One is taxation. During the election campaign the SPD, the Greens and Die Linke mooted the idea of re-introducing a wealth tax and raising inheritance taxes. Such a move would hit the Mittelstand’s family firms hard. It now appears to be off the table thanks to opposition from the FDP, whose boss, Christian Lindner, is the new finance minister. But so, too, is the prospect of a corporate-tax cut, from a headline rate of 30% to 25%, and the abolition of the personal “solidarity” tax (known as soli), the proceeds from which flow to the formerly communist east.
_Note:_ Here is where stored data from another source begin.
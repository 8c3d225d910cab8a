//! Server-Sent Events framing, shared by the live event feed and the chat stream.
//!
//! Bytes arrive in arbitrary chunks: a line (or a UTF-8 sequence) may be split
//! across two reads, so partial input stays buffered until its newline shows up.
//! A frame is dispatched on the blank line that terminates it.
use tracing::warn;

/// A single line may not grow past this without a newline.
pub const MAX_PENDING_BYTES: usize = 1024 * 1024;

// ── Frame ─────────────────────────────────────────────────────────────────────

#[derive(Debug, Clone, Default, PartialEq, Eq)]
pub struct SseFrame {
    /// Value of the `event:` field, if the server named the frame
    pub event: Option<String>,
    /// All `data:` lines of the frame joined with '\n'
    pub data: String,
}

impl SseFrame {
    /// OpenAI-style terminator (`data: [DONE]`), accepted on the chat stream.
    pub fn is_done_marker(&self) -> bool {
        self.data.trim() == "[DONE]"
    }
}

// ── Decoder ───────────────────────────────────────────────────────────────────

#[derive(Debug, Default)]
pub struct SseDecoder {
    pending: Vec<u8>,
    event: Option<String>,
    data: Vec<String>,
}

impl SseDecoder {
    pub fn new() -> Self {
        Self::default()
    }

    /// Feed a chunk of bytes, returning every frame it completed.
    pub fn push(&mut self, chunk: &[u8]) -> Vec<SseFrame> {
        self.pending.extend_from_slice(chunk);

        let mut frames = Vec::new();
        while let Some(newline) = self.pending.iter().position(|b| *b == b'\n') {
            let mut line: Vec<u8> = self.pending.drain(..=newline).collect();
            line.pop();
            if line.ends_with(b"\r") {
                line.pop();
            }
            let line = String::from_utf8_lossy(&line).into_owned();
            if let Some(frame) = self.take_line(&line) {
                frames.push(frame);
            }
        }

        if self.pending.len() > MAX_PENDING_BYTES {
            warn!(size = self.pending.len(), "sse line exceeds buffer limit, dropping it");
            self.pending.clear();
        }

        frames
    }

    /// Flush whatever the stream left behind when it closed without a final blank line.
    pub fn finish(&mut self) -> Option<SseFrame> {
        if !self.pending.is_empty() {
            let rest = std::mem::take(&mut self.pending);
            let line = String::from_utf8_lossy(&rest).into_owned();
            self.take_line(line.trim_end_matches('\r'));
        }
        self.dispatch()
    }

    fn take_line(&mut self, line: &str) -> Option<SseFrame> {
        if line.is_empty() {
            return self.dispatch();
        }
        // Comment / keep-alive
        if line.starts_with(':') {
            return None;
        }

        let (field, value) = match line.split_once(':') {
            Some((field, value)) => (field, value.strip_prefix(' ').unwrap_or(value)),
            None => (line, ""),
        };
        match field {
            "event" => self.event = Some(value.to_string()),
            "data" => self.data.push(value.to_string()),
            // id / retry carry nothing we act on
            _ => {}
        }
        None
    }

    fn dispatch(&mut self) -> Option<SseFrame> {
        let event = self.event.take();
        if self.data.is_empty() {
            return None;
        }
        let data = std::mem::take(&mut self.data).join("\n");
        Some(SseFrame { event, data })
    }
}

#[cfg(test)]
mod tests {
    use super::*;

    #[test]
    fn test_decodes_named_frame() {
        let mut decoder = SseDecoder::new();
        let frames = decoder.push(b"event: message\ndata: {\"a\":1}\n\n");
        assert_eq!(
            frames,
            vec![SseFrame {
                event: Some("message".to_string()),
                data: "{\"a\":1}".to_string(),
            }]
        );
    }

    #[test]
    fn test_frame_split_across_chunks() {
        let mut decoder = SseDecoder::new();
        assert!(decoder.push(b"data: {\"chan").is_empty());
        assert!(decoder.push(b"nel\":\"x\"}\r\n").is_empty());
        let frames = decoder.push(b"\r\n");
        assert_eq!(frames.len(), 1);
        assert_eq!(frames[0].data, "{\"channel\":\"x\"}");
        assert_eq!(frames[0].event, None);
    }

    #[test]
    fn test_utf8_split_mid_codepoint() {
        let text = "data: héllo\n\n".as_bytes();
        // 'é' is two bytes; cut between them
        let cut = text.iter().position(|b| *b == 0xc3).unwrap() + 1;
        let mut decoder = SseDecoder::new();
        assert!(decoder.push(&text[..cut]).is_empty());
        let frames = decoder.push(&text[cut..]);
        assert_eq!(frames[0].data, "héllo");
    }

    #[test]
    fn test_multiline_data_and_comments() {
        let mut decoder = SseDecoder::new();
        let frames = decoder.push(b": keep-alive\n\ndata: one\ndata: two\nid: 7\n\n");
        assert_eq!(frames.len(), 1);
        assert_eq!(frames[0].data, "one\ntwo");
    }

    #[test]
    fn test_event_without_data_is_not_dispatched() {
        let mut decoder = SseDecoder::new();
        assert!(decoder.push(b"event: ping\n\n").is_empty());
        // The dangling event name must not leak into the next frame
        let frames = decoder.push(b"data: x\n\n");
        assert_eq!(frames[0].event, None);
    }

    #[test]
    fn test_finish_flushes_unterminated_frame() {
        let mut decoder = SseDecoder::new();
        assert!(decoder.push(b"data: [DONE]").is_empty());
        let frame = decoder.finish().unwrap();
        assert!(frame.is_done_marker());
        assert!(decoder.finish().is_none());
    }

    #[test]
    fn test_oversized_line_is_dropped_and_decoder_recovers() {
        let mut decoder = SseDecoder::new();
        let huge = vec![b'x'; MAX_PENDING_BYTES + 1];
        assert!(decoder.push(&huge).is_empty());
        let frames = decoder.push(b"\ndata: ok\n\n");
        assert_eq!(frames.len(), 1);
        assert_eq!(frames[0].data, "ok");
    }
}
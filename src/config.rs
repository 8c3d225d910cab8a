use anyhow::{Context, Result};
use serde::{Deserialize, Serialize};
use std::collections::HashMap;
use std::fs;
use std::path::{Path, PathBuf};
use std::time::Duration;

use crate::connection::{ReconnectPolicy, unit_fraction};

// ── Profile ───────────────────────────────────────────────────────────────────

#[derive(Debug, Clone, Serialize, Deserialize)]
pub struct Profile {
    /// Backend base URL; `/api/...` paths are appended
    #[serde(default = "default_endpoint")]
    pub endpoint: String,
    /// Optional API key (sent as Bearer token)
    pub api_key: Option<String>,
    /// First reconnect delay in milliseconds; doubles per failed retry
    #[serde(default = "default_base_delay_ms")]
    pub base_delay_ms: u64,
    /// Upper bound for a single reconnect delay
    #[serde(default = "default_max_delay_ms")]
    pub max_delay_ms: u64,
    /// Consecutive failed retries before giving up (state becomes Disconnected)
    #[serde(default = "default_max_retries")]
    pub max_retries: u32,
    /// Random upward stretch of each delay, 0.0 – 1.0
    #[serde(default = "default_jitter")]
    pub jitter: f64,
    /// A typing indicator with no stop event is cleared after this long
    #[serde(default = "default_typing_timeout_secs")]
    pub typing_timeout_secs: u64,
    /// Timeline entries fetched per channel when it first shows up
    #[serde(default = "default_history_limit")]
    pub history_limit: usize,
    #[serde(default = "default_status_poll_secs")]
    pub status_poll_secs: u64,
    #[serde(default = "default_channels_poll_secs")]
    pub channels_poll_secs: u64,
    #[serde(default = "default_agents_poll_secs")]
    pub agents_poll_secs: u64,
}

fn default_endpoint() -> String {
    "http://localhost:19898".to_string()
}

fn default_base_delay_ms() -> u64 {
    1_000
}

fn default_max_delay_ms() -> u64 {
    30_000
}

fn default_max_retries() -> u32 {
    8
}

fn default_jitter() -> f64 {
    0.2
}

fn default_typing_timeout_secs() -> u64 {
    15
}

fn default_history_limit() -> usize {
    50
}

fn default_status_poll_secs() -> u64 {
    5
}

fn default_channels_poll_secs() -> u64 {
    10
}

fn default_agents_poll_secs() -> u64 {
    30
}

impl Default for Profile {
    fn default() -> Self {
        Self {
            endpoint: default_endpoint(),
            api_key: None,
            base_delay_ms: default_base_delay_ms(),
            max_delay_ms: default_max_delay_ms(),
            max_retries: default_max_retries(),
            jitter: default_jitter(),
            typing_timeout_secs: default_typing_timeout_secs(),
            history_limit: default_history_limit(),
            status_poll_secs: default_status_poll_secs(),
            channels_poll_secs: default_channels_poll_secs(),
            agents_poll_secs: default_agents_poll_secs(),
        }
    }
}

// ── Config file ───────────────────────────────────────────────────────────────

#[derive(Debug, Clone, Serialize, Deserialize)]
pub struct ConfigFile {
    /// Which profile to use when none is specified
    #[serde(default = "default_profile_name")]
    pub default_profile: String,

    #[serde(default)]
    pub profiles: HashMap<String, Profile>,
}

fn default_profile_name() -> String {
    "default".to_string()
}

impl Default for ConfigFile {
    fn default() -> Self {
        Self {
            default_profile: default_profile_name(),
            profiles: HashMap::new(),
        }
    }
}

impl ConfigFile {
    /// Load from disk, or return a default config if the file doesn't exist yet.
    pub fn load() -> Result<Self> {
        Self::load_from(&config_path())
    }

    pub fn load_from(path: &Path) -> Result<Self> {
        if !path.exists() {
            return Ok(Self::default());
        }
        let raw = fs::read_to_string(path)
            .with_context(|| format!("Failed to read config file at {}", path.display()))?;
        toml::from_str(&raw)
            .with_context(|| format!("Failed to parse config file at {}", path.display()))
    }

    /// Write a starter config file to disk (only if it doesn't exist).
    pub fn write_default_if_missing() -> Result<PathBuf> {
        let path = config_path();
        Self::write_default_to(&path)?;
        Ok(path)
    }

    fn write_default_to(path: &Path) -> Result<()> {
        if path.exists() {
            return Ok(());
        }
        if let Some(parent) = path.parent() {
            fs::create_dir_all(parent)
                .with_context(|| format!("Failed to create {}", parent.display()))?;
        }
        fs::write(path, DEFAULT_CONFIG_TOML)
            .with_context(|| format!("Failed to write {}", path.display()))
    }

    /// Resolve the active profile given an optional override name.
    pub fn resolve_profile(&self, name: Option<&str>) -> Option<&Profile> {
        let key = name.unwrap_or(&self.default_profile);
        self.profiles.get(key)
    }
}

// ── Resolved runtime config (after merging file + CLI overrides) ──────────────

#[derive(Debug, Clone)]
pub struct ResolvedConfig {
    pub endpoint: String,
    pub api_key: Option<String>,
    /// Profile name that was resolved (for display)
    pub profile_name: String,
    pub reconnect: ReconnectPolicy,
    pub typing_timeout: Duration,
    pub history_limit: usize,
    pub status_poll: Duration,
    pub channels_poll: Duration,
    pub agents_poll: Duration,
}

impl ResolvedConfig {
    /// Merge config file profile with CLI overrides.
    /// Priority: CLI args > env vars (handled by clap) > config file profile > built-in defaults
    pub fn resolve(
        file: &ConfigFile,
        profile_override: Option<&str>,
        endpoint_override: Option<&str>,
        api_key_override: Option<&str>,
    ) -> Self {
        let profile_name = profile_override
            .unwrap_or(&file.default_profile)
            .to_string();

        let base = file
            .resolve_profile(profile_override)
            .cloned()
            .unwrap_or_default();

        Self {
            endpoint: endpoint_override
                .map(str::to_string)
                .unwrap_or(base.endpoint),
            api_key: api_key_override
                .map(str::to_string)
                .or(base.api_key),
            profile_name,
            reconnect: ReconnectPolicy {
                base_delay: Duration::from_millis(base.base_delay_ms),
                max_delay: Duration::from_millis(base.max_delay_ms.max(base.base_delay_ms)),
                max_retries: base.max_retries,
                jitter: unit_fraction(base.jitter),
            },
            typing_timeout: Duration::from_secs(base.typing_timeout_secs),
            history_limit: base.history_limit,
            // Zero would make tokio::time::interval panic
            status_poll: Duration::from_secs(base.status_poll_secs.max(1)),
            channels_poll: Duration::from_secs(base.channels_poll_secs.max(1)),
            agents_poll: Duration::from_secs(base.agents_poll_secs.max(1)),
        }
    }
}

// ── Paths ─────────────────────────────────────────────────────────────────────

pub fn config_path() -> PathBuf {
    dirs_config_dir()
        .unwrap_or_else(|| PathBuf::from("."))
        .join("livedeck")
        .join("config.toml")
}

fn dirs_config_dir() -> Option<PathBuf> {
    // XDG_CONFIG_HOME or ~/.config on Linux/macOS
    std::env::var("XDG_CONFIG_HOME")
        .ok()
        .map(PathBuf::from)
        .or_else(|| {
            std::env::var("HOME")
                .ok()
                .map(|h| PathBuf::from(h).join(".config"))
        })
}

// ── Default config template written on first run ──────────────────────────────

const DEFAULT_CONFIG_TOML: &str = r#"# livedeck configuration
# Run `livedeck --init` to regenerate this file.

default_profile = "local"

# ── Local backend (default) ──────────────────────────────────────────────────
[profiles.local]
endpoint = "http://localhost:19898"
# api_key is not needed for a local backend

# ── Remote backend behind auth ───────────────────────────────────────────────
# [profiles.prod]
# endpoint = "https://agents.example.com"
# api_key  = "..."

# ── Reconnect tuning (optional, per-profile) ─────────────────────────────────
# base_delay_ms = 1000         # first retry delay, doubled per failed retry
# max_delay_ms  = 30000        # cap for a single delay
# max_retries   = 8            # consecutive failures before giving up
# jitter        = 0.2          # random upward stretch of each delay (0.0 - 1.0)

# ── Dashboard behaviour (optional, per-profile) ──────────────────────────────
# typing_timeout_secs = 15     # clear a typing indicator that never got its stop
# history_limit       = 50     # timeline entries loaded per channel
# status_poll_secs    = 5
# channels_poll_secs  = 10
# agents_poll_secs    = 30
"#;

#[cfg(test)]
mod tests {
    use super::*;

    #[test]
    fn test_default_template_parses() {
        let file: ConfigFile = toml::from_str(DEFAULT_CONFIG_TOML).unwrap();
        assert_eq!(file.default_profile, "local");
        let local = file.resolve_profile(None).unwrap();
        assert_eq!(local.endpoint, "http://localhost:19898");
        assert_eq!(local.max_retries, 8);
        assert_eq!(local.typing_timeout_secs, 15);
    }

    #[test]
    fn test_missing_file_loads_defaults() {
        let dir = tempfile::tempdir().unwrap();
        let file = ConfigFile::load_from(&dir.path().join("absent.toml")).unwrap();
        assert!(file.profiles.is_empty());
        assert_eq!(file.default_profile, "default");
        let resolved = ResolvedConfig::resolve(&file, None, None, None);
        assert_eq!(resolved.endpoint, "http://localhost:19898");
        assert_eq!(resolved.reconnect, ReconnectPolicy::default());
        assert_eq!(resolved.status_poll, Duration::from_secs(5));
        assert_eq!(resolved.channels_poll, Duration::from_secs(10));
        assert_eq!(resolved.agents_poll, Duration::from_secs(30));
    }

    #[test]
    fn test_write_default_then_load() {
        let dir = tempfile::tempdir().unwrap();
        let path = dir.path().join("livedeck").join("config.toml");
        ConfigFile::write_default_to(&path).unwrap();
        // Existing file is left alone
        fs::write(&path, "default_profile = \"mine\"\n").unwrap();
        ConfigFile::write_default_to(&path).unwrap();
        let file = ConfigFile::load_from(&path).unwrap();
        assert_eq!(file.default_profile, "mine");
    }

    #[test]
    fn test_profile_values_and_overrides() {
        let dir = tempfile::tempdir().unwrap();
        let path = dir.path().join("config.toml");
        fs::write(
            &path,
            r#"
default_profile = "prod"

[profiles.prod]
endpoint = "https://agents.example.com"
api_key = "secret"
base_delay_ms = 500
max_delay_ms = 100
max_retries = 3
jitter = 4.0
typing_timeout_secs = 20
status_poll_secs = 0
"#,
        )
        .unwrap();
        let file = ConfigFile::load_from(&path).unwrap();

        let resolved = ResolvedConfig::resolve(&file, None, None, None);
        assert_eq!(resolved.profile_name, "prod");
        assert_eq!(resolved.api_key.as_deref(), Some("secret"));
        assert_eq!(resolved.reconnect.base_delay, Duration::from_millis(500));
        // Cap never below the base delay; jitter clamped
        assert_eq!(resolved.reconnect.max_delay, Duration::from_millis(500));
        assert_eq!(resolved.reconnect.jitter, 1.0);
        assert_eq!(resolved.reconnect.max_retries, 3);
        assert_eq!(resolved.typing_timeout, Duration::from_secs(20));
        assert_eq!(resolved.status_poll, Duration::from_secs(1));

        let overridden = ResolvedConfig::resolve(
            &file,
            Some("prod"),
            Some("http://127.0.0.1:9000"),
            Some("other"),
        );
        assert_eq!(overridden.endpoint, "http://127.0.0.1:9000");
        assert_eq!(overridden.api_key.as_deref(), Some("other"));
    }

    #[test]
    fn test_unknown_profile_falls_back_to_defaults() {
        let file = ConfigFile::default();
        let resolved = ResolvedConfig::resolve(&file, Some("nope"), None, None);
        assert_eq!(resolved.profile_name, "nope");
        assert_eq!(resolved.history_limit, 50);
    }

    #[test]
    fn test_non_finite_jitter_resolves_to_zero() {
        for raw in ["nan", "inf", "-inf"] {
            let text = format!("default_profile = \"x\"\n[profiles.x]\njitter = {raw}\n");
            let file: ConfigFile = toml::from_str(&text).unwrap();
            let resolved = ResolvedConfig::resolve(&file, None, None, None);
            assert_eq!(resolved.reconnect.jitter, 0.0);
        }
    }

    #[test]
    fn test_invalid_toml_reports_path() {
        let dir = tempfile::tempdir().unwrap();
        let path = dir.path().join("config.toml");
        fs::write(&path, "default_profile = [").unwrap();
        let err = ConfigFile::load_from(&path).unwrap_err();
        assert!(format!("{err}").contains("Failed to parse config file"));
    }
}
The Mittelstand’s second peeve is red tape. “Bureaucracy is costing German business around €50bn ($57bn) a year,” says Mr Völz. Over the last decade parliament has passed three legislative packages to ease the bureaucratic burden on the Mittelstand. But little real progress has been made. According to Nikolas Stihl, head of the supervisory board of Stihl, the world’s leading maker of chainsaws, excessive bureaucracy helps explain why Germany is 30 years late with big infrastructure projects such as the feeder road for the 55km railway tunnel that is being dug beneath the Brenner Pass linking Austria and Italy. “We don’t know any more how to implement big projects,” sighs Mr Stihl.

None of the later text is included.